=== Begin Enclosure ===

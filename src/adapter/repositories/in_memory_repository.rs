//! In-Memory Repository Implementation
//!
//! Repositoryのプロセス内メモリ実装

use anyhow::Result;
use async_trait::async_trait;
use std::collections::HashMap;
use tokio::sync::RwLock;

use crate::domain::entities::Identifiable;
use crate::domain::repositories::Repository;

/// メモリ上のリポジトリ
///
/// 取得時は複製を返すため、呼び出し側の変更は `store` するまで反映されない
pub struct InMemoryRepository<T: Identifiable> {
    entities: RwLock<HashMap<String, T>>,
}

impl<T: Identifiable> InMemoryRepository<T> {
    /// 空のリポジトリを作成
    pub fn new() -> Self {
        Self {
            entities: RwLock::new(HashMap::new()),
        }
    }

    /// 保存されているエンティティ数
    pub async fn len(&self) -> usize {
        self.entities.read().await.len()
    }

    pub async fn is_empty(&self) -> bool {
        self.entities.read().await.is_empty()
    }
}

impl<T: Identifiable> Default for InMemoryRepository<T> {
    fn default() -> Self {
        Self::new()
    }
}

#[async_trait]
impl<T: Identifiable> Repository<T> for InMemoryRepository<T> {
    async fn get(&self, id: &str) -> Result<Option<T>> {
        Ok(self.entities.read().await.get(id).cloned())
    }

    async fn store(&self, entity: &T) -> Result<()> {
        self.entities
            .write()
            .await
            .insert(entity.id().to_string(), entity.clone());
        Ok(())
    }

    async fn remove(&self, entity: &T) -> Result<()> {
        self.entities.write().await.remove(entity.id());
        Ok(())
    }
}
//! # Conference Converter
//!
//! `ConferenceRepresentation` ⇔ `Conference`

use super::{resolve_id, validate_range, ConversionError, RepresentationConverter};
use crate::application::dto::VendorMediaTypes;
use crate::application::representation::link::SELF_REL;
use crate::application::representation::{
    ConferenceRepresentation, LinkableRepresentation, ResourceLink, UriScope,
};
use crate::application::use_cases::resource::SESSION_SEGMENT;
use crate::domain::entities::conference::Conference;

/// カンファレンスのセッション一覧を指すリンクのリレーション名
pub const SESSION_REL: &str = "session";

/// カンファレンスコンバーター
///
/// セッションは含めない（セッション一覧へのリンクのみ付与する）
#[derive(Debug, Clone, Default)]
pub struct ConferenceConverter {
    media_types: VendorMediaTypes,
}

impl ConferenceConverter {
    pub fn new(media_types: VendorMediaTypes) -> Self {
        Self { media_types }
    }
}

impl RepresentationConverter<ConferenceRepresentation, Conference> for ConferenceConverter {
    fn to(&self, representation: &ConferenceRepresentation) -> Result<Conference, ConversionError> {
        let id = resolve_id(representation.id.as_deref())?;
        validate_range(representation.start, representation.end)?;

        let mut conference = Conference::new(id, representation.name.clone().unwrap_or_default());
        conference.tag_line = representation.tag_line.clone();
        conference.start = representation.start;
        conference.end = representation.end;
        Ok(conference)
    }

    fn from(&self, scope: &UriScope, conference: &Conference) -> ConferenceRepresentation {
        let mut representation = ConferenceRepresentation::new();
        representation.id = Some(conference.id.clone());
        representation.name = Some(conference.name.clone());
        representation.tag_line = conference.tag_line.clone();
        representation.start = conference.start;
        representation.end = conference.end;

        representation.add_link(
            ResourceLink::new(SELF_REL, scope.member(&conference.id))
                .with_media_type(&self.media_types.conference_xml),
        );
        representation.add_link(
            ResourceLink::new(
                SESSION_REL,
                scope.nested(&conference.id, SESSION_SEGMENT).collection(),
            )
            .with_media_type(&self.media_types.session_xml),
        );
        representation
    }

    fn update(
        &self,
        representation: &ConferenceRepresentation,
        conference: &mut Conference,
    ) -> Result<(), ConversionError> {
        validate_range(
            representation.start.or(conference.start),
            representation.end.or(conference.end),
        )?;

        if let Some(name) = &representation.name {
            conference.name = name.clone();
        }
        if let Some(tag_line) = &representation.tag_line {
            conference.tag_line = Some(tag_line.clone());
        }
        if let Some(start) = representation.start {
            conference.start = Some(start);
        }
        if let Some(end) = representation.end {
            conference.end = Some(end);
        }
        Ok(())
    }
}
//! # Data Transfer Objects
//!
//! ユースケースの入出力

pub mod media_types;
pub mod resource_response;

pub use media_types::VendorMediaTypes;
pub use resource_response::{ResourceBody, ResourceResponse, ResourceStatus};
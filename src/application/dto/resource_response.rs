//! # Resource Response DTO
//!
//! ユースケースの結果（ステータス・Location・型付きボディ）

use crate::application::representation::{
    ConferenceRepresentation, RepresentationCollection, ResourceIndex, SessionRepresentation,
};
use crate::domain::entities::media_type::MediaType;

/// リソース操作の結果ステータス
#[derive(Debug, Clone, Copy, PartialEq, Eq)]
pub enum ResourceStatus {
    Ok,
    Created,
    NoContent,
    BadRequest,
    NotFound,
}

impl ResourceStatus {
    /// HTTPステータスコード
    pub fn code(&self) -> u16 {
        match self {
            Self::Ok => 200,
            Self::Created => 201,
            Self::NoContent => 204,
            Self::BadRequest => 400,
            Self::NotFound => 404,
        }
    }
}

/// レスポンスボディ
#[derive(Debug, Clone, PartialEq)]
pub enum ResourceBody {
    Conference(ConferenceRepresentation),
    Session(SessionRepresentation),
    Sessions(RepresentationCollection<SessionRepresentation>),
    Index(ResourceIndex),
}

impl ResourceBody {
    /// XMLのルート要素名
    pub fn root_name(&self) -> &'static str {
        match self {
            Self::Conference(_) => "conference",
            Self::Session(_) => "session",
            Self::Sessions(_) => "sessions",
            Self::Index(_) => "resources",
        }
    }
}

/// リソース操作の結果
#[derive(Debug, Clone, PartialEq)]
pub struct ResourceResponse {
    pub status: ResourceStatus,
    pub location: Option<String>,
    pub content_type: Option<MediaType>,
    pub body: Option<ResourceBody>,
}

impl ResourceResponse {
    fn status(status: ResourceStatus) -> Self {
        Self {
            status,
            location: None,
            content_type: None,
            body: None,
        }
    }

    /// 200 OK（ボディ付き）
    pub fn ok(content_type: MediaType, body: ResourceBody) -> Self {
        Self {
            content_type: Some(content_type),
            body: Some(body),
            ..Self::status(ResourceStatus::Ok)
        }
    }

    /// 201 Created
    pub fn created(location: String) -> Self {
        Self {
            location: Some(location),
            ..Self::status(ResourceStatus::Created)
        }
    }

    /// 204 No Content
    pub fn no_content() -> Self {
        Self::status(ResourceStatus::NoContent)
    }

    /// 400 Bad Request
    pub fn bad_request() -> Self {
        Self::status(ResourceStatus::BadRequest)
    }

    /// 404 Not Found
    pub fn not_found() -> Self {
        Self::status(ResourceStatus::NotFound)
    }

    /// Content-Typeを付与する（ボディなしのレスポンスにも型を付けられる）
    pub fn with_content_type(mut self, content_type: MediaType) -> Self {
        self.content_type = Some(content_type);
        self
    }
}
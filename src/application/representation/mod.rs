//! # Representations
//!
//! ドメインオブジェクトのワイヤ表現
//!
//! - **link**: ハイパーメディアリンクとリンク可能な表現の基本形
//! - **conference**: カンファレンス・セッションの表現
//! - **index**: ルートのリソース一覧

pub mod conference;
pub mod index;
pub mod link;

pub use conference::{ConferenceRepresentation, SessionRepresentation};
pub use index::ResourceIndex;
pub use link::{
    LinkableRepresentation, Representation, RepresentationCollection, ResourceLink, UriScope,
};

=== End Enclosure ===

**Aim of the task**
Each line of the records with the word "enum" in it is to be copied.

**Response to this exercise**
pub enum ResourceStatus {
pub enum ResourceBody {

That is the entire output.